I walked all round the island part of the town; lost myself amid its maze of streets, or alleys rather, for in many places one could touch both sides with outstretched arms, and rested in the Cathedral of S. Cataldo, who, by the bye, was an Irishman. All is strange, but too close-packed to be very striking or beautiful; I found it best to linger on the sea-wall, looking at the two islands in the offing, and over the great gulf with its mountain shore stretching beyond sight. On the rocks below stood fishermen hauling in a great net, whilst a boy splashed the water to drive the fish back until they were safely enveloped in the last meshes; admirable figures, consummate in graceful strength, their bare legs and arms the tone of terra cotta. What slight clothing they wore became them perfectly, as is always the case with a costume well adapted to the natural life of its wearers. Their slow, patient effort speaks of immemorial usage, and it is in harmony with time itself. These fishermen are the primitives of Taranto; who shall say for how many centuries they have hauled their nets upon the rock? When Plato visited the Schools of Taras, he saw the same brown-legged figures, in much the same garb, gathering their sea-harvest. When Hannibal, beset by the Romans, drew his ships across the peninsula and so escaped from the inner sea, fishermen of Tarentum went forth as ever, seeking their daily food. A thousand years passed, and the fury of the Saracens, when it had laid the city low, spared some humble Tarentine and the net by which he lived. To-day the fisher-folk form a colony apart; they speak a dialect which retains many Greek words unknown to the rest of the population. I could not gaze at them long enough; their lithe limbs, their attitudes at work or in repose, their wild, black hair, perpetually reminded me of shapes pictured on a classic vase.

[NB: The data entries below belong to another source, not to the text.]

//! Per-series indicator cache.
//!
//! One engine serves one price series for one compilation pass. Each
//! `IndicatorType` is computed at most once; composite indicators pull
//! their components through the same cache, so a component referenced on
//! its own elsewhere in the rule tree is shared rather than recomputed.
//! The returned series are immutable and may be read from other threads.

use crate::domain::error::StrategistError;
use crate::domain::indicator::adx::{calculate_adx, calculate_di, Direction};
use crate::domain::indicator::bollinger::calculate_bollinger_band;
use crate::domain::indicator::donchian::calculate_donchian;
use crate::domain::indicator::hma::{calculate_hma, half_period};
use crate::domain::indicator::ichimoku::calculate_midpoint;
use crate::domain::indicator::keltner::{calculate_keltner_band, calculate_keltner_middle};
use crate::domain::indicator::macd::calculate_macd;
use crate::domain::indicator::price::{calculate_price, calculate_true_range};
use crate::domain::indicator::{
    adl, atr, awesome, cci, ema, fisher, obv, parabolic_sar, registry, roc, rsi, sma, stddev,
    stochastic, supertrend, vwap, williams_r, wma, Band, Factor, IndicatorSeries, IndicatorType,
};
use crate::domain::price_series::PriceSeries;
use crate::domain::rule::IndicatorSpec;
use std::collections::HashMap;
use std::sync::Arc;
use tracing::debug;

pub struct IndicatorEngine<'a> {
    series: &'a PriceSeries,
    cache: HashMap<IndicatorType, Arc<IndicatorSeries>>,
}

impl<'a> IndicatorEngine<'a> {
    pub fn new(series: &'a PriceSeries) -> Self {
        Self {
            series,
            cache: HashMap::new(),
        }
    }

    pub fn series(&self) -> &'a PriceSeries {
        self.series
    }

    /// Looks up the indicator name in the registry and returns its (cached) series.
    pub fn resolve(&mut self, spec: &IndicatorSpec) -> Result<Arc<IndicatorSeries>, StrategistError> {
        let indicator_type = registry::resolve_type(spec)?;
        Ok(self.get(indicator_type))
    }

    pub fn get(&mut self, indicator_type: IndicatorType) -> Arc<IndicatorSeries> {
        if let Some(series) = self.cache.get(&indicator_type) {
            debug!(indicator = %indicator_type, "indicator cache hit");
            return Arc::clone(series);
        }
        let series = Arc::new(self.compute(indicator_type));
        self.cache.insert(indicator_type, Arc::clone(&series));
        series
    }

    /// Number of distinct series computed so far.
    pub fn cached_count(&self) -> usize {
        self.cache.len()
    }

    fn compute(&mut self, indicator_type: IndicatorType) -> IndicatorSeries {
        let series = self.series;
        let bars = series.bars();
        match indicator_type {
            IndicatorType::Price(field) => calculate_price(bars, field),
            IndicatorType::TrueRange => calculate_true_range(bars),
            IndicatorType::Sma(period) => sma::calculate_sma(bars, period),
            IndicatorType::Ema(period) => ema::calculate_ema(bars, period),
            IndicatorType::Wma(period) => wma::calculate_wma(bars, period),
            IndicatorType::Hma(period) => {
                let half = self.get(IndicatorType::Wma(half_period(period)));
                let full = self.get(IndicatorType::Wma(period));
                calculate_hma(bars, period, &half, &full)
            }
            IndicatorType::Rsi(period) => rsi::calculate_rsi(bars, period),
            IndicatorType::Macd { fast, slow } => {
                let ema_fast = self.get(IndicatorType::Ema(fast));
                let ema_slow = self.get(IndicatorType::Ema(slow));
                calculate_macd(bars, fast, slow, &ema_fast, &ema_slow)
            }
            IndicatorType::StochasticK(period) => {
                stochastic::calculate_stochastic_k(bars, period)
            }
            IndicatorType::Roc(period) => roc::calculate_roc(bars, period),
            IndicatorType::Cci(period) => cci::calculate_cci(bars, period),
            IndicatorType::WilliamsR(period) => williams_r::calculate_williams_r(bars, period),
            IndicatorType::AwesomeOscillator => awesome::calculate_awesome_oscillator(bars),
            IndicatorType::Adx(period) => {
                let plus = self.get(IndicatorType::PlusDi(period));
                let minus = self.get(IndicatorType::MinusDi(period));
                calculate_adx(bars, period, &plus, &minus)
            }
            IndicatorType::PlusDi(period) => {
                let atr = self.get(IndicatorType::Atr(period));
                calculate_di(bars, period, Direction::Plus, &atr)
            }
            IndicatorType::MinusDi(period) => {
                let atr = self.get(IndicatorType::Atr(period));
                calculate_di(bars, period, Direction::Minus, &atr)
            }
            IndicatorType::Atr(period) => atr::calculate_atr(bars, period),
            IndicatorType::Stddev(period) => stddev::calculate_stddev(bars, period),
            IndicatorType::Obv => obv::calculate_obv(bars),
            IndicatorType::Vwap(period) => vwap::calculate_vwap(bars, period),
            IndicatorType::Adl => adl::calculate_adl(bars),
            IndicatorType::BollingerUpper { period, k } => self.bollinger(Band::Upper, period, k),
            IndicatorType::BollingerLower { period, k } => self.bollinger(Band::Lower, period, k),
            IndicatorType::KeltnerMiddle(period) => calculate_keltner_middle(bars, period),
            IndicatorType::KeltnerUpper {
                period,
                atr_period,
                multiplier,
            } => self.keltner(Band::Upper, (period, atr_period, multiplier)),
            IndicatorType::KeltnerLower {
                period,
                atr_period,
                multiplier,
            } => self.keltner(Band::Lower, (period, atr_period, multiplier)),
            IndicatorType::DonchianUpper(period) => calculate_donchian(bars, Band::Upper, period),
            IndicatorType::DonchianLower(period) => calculate_donchian(bars, Band::Lower, period),
            IndicatorType::ParabolicSar => parabolic_sar::calculate_parabolic_sar(bars),
            IndicatorType::Fisher(period) => fisher::calculate_fisher(bars, period),
            IndicatorType::IchimokuTenkan(period) | IndicatorType::IchimokuKijun(period) => {
                let highest = self.get(IndicatorType::DonchianUpper(period));
                let lowest = self.get(IndicatorType::DonchianLower(period));
                calculate_midpoint(bars, indicator_type, &highest, &lowest)
            }
            IndicatorType::SuperTrend {
                period,
                multiplier,
            } => {
                let atr = self.get(IndicatorType::Atr(period));
                supertrend::calculate_supertrend(bars, period, multiplier, &atr)
            }
        }
    }

    fn bollinger(&mut self, band: Band, period: usize, k: Factor) -> IndicatorSeries {
        let middle = self.get(IndicatorType::Sma(period));
        let deviation = self.get(IndicatorType::Stddev(period));
        let bars = self.series.bars();
        calculate_bollinger_band(bars, band, period, k, &middle, &deviation)
    }

    fn keltner(&mut self, band: Band, params: (usize, usize, Factor)) -> IndicatorSeries {
        let (period, atr_period, _) = params;
        let middle = self.get(IndicatorType::KeltnerMiddle(period));
        let atr = self.get(IndicatorType::Atr(atr_period));
        calculate_keltner_band(self.series.bars(), band, params, &middle, &atr)
    }
}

Later in the day I came upon a figure scarcely less impressive. Beyond the new quarter of the town, on the ragged edge of its wide, half-peopled streets, lies a tract of olive orchards and of seed-land; there, alone amid great bare fields, a countryman was ploughing. The wooden plough, as regards its form, might have been thousands of years old; it was drawn by a little donkey, and traced in the soil—the generous southern soil—the merest scratch of a furrow. I could not but approach the man and exchange words with him; his rude but gentle face, his gnarled hands, his rough and scanty vesture, moved me to a deep respect, and when his speech fell upon my ear, it was as though I listened to one of the ancestors of our kind. Stopping in his work, he answered my inquiries with careful civility; certain phrases escaped me, but on the whole he made himself quite intelligible, and was glad, I could see, when my words proved that I understood him. I drew apart, and watched him again. Never have I seen man so utterly patient, so primaevally deliberate. The donkey's method of ploughing was to pull for one minute, and then rest for two; it excited in the ploughman not the least surprise or resentment. Though he held a long stick in his hand, he never made use of it; at each stoppage he contemplated the ass, and then gave utterance to a long "Ah-h-h!" in a note of the most affectionate remonstrance. They were not driver and beast, but comrades in labour. It reposed the mind to look upon them.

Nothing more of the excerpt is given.